EXERCISE DETAILS: Keeping every character in place, output all the data.

THE INPUT:
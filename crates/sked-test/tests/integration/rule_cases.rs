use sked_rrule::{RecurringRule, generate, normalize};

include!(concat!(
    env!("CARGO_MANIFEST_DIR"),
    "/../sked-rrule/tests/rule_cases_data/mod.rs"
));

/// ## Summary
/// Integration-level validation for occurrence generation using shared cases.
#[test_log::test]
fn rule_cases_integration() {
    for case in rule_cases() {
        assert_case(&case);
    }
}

REPLY:
filename crates/sked-test/tests/integration/rule_cases.rs
use sked_rrule::{RecurringRule, generate, normalize};

include!(concat!(
    env!("CARGO_MANIFEST_DIR"),
    "/../sked-rrule/tests/rule_cases_data/mod.rs"
));

/// ## Summary
/// Integration-level validation for occurrence generation using shared cases.
#[test_log::test]
fn rule_cases_integration() {
    for case in rule_cases() {
        assert_case(&case);
    }
}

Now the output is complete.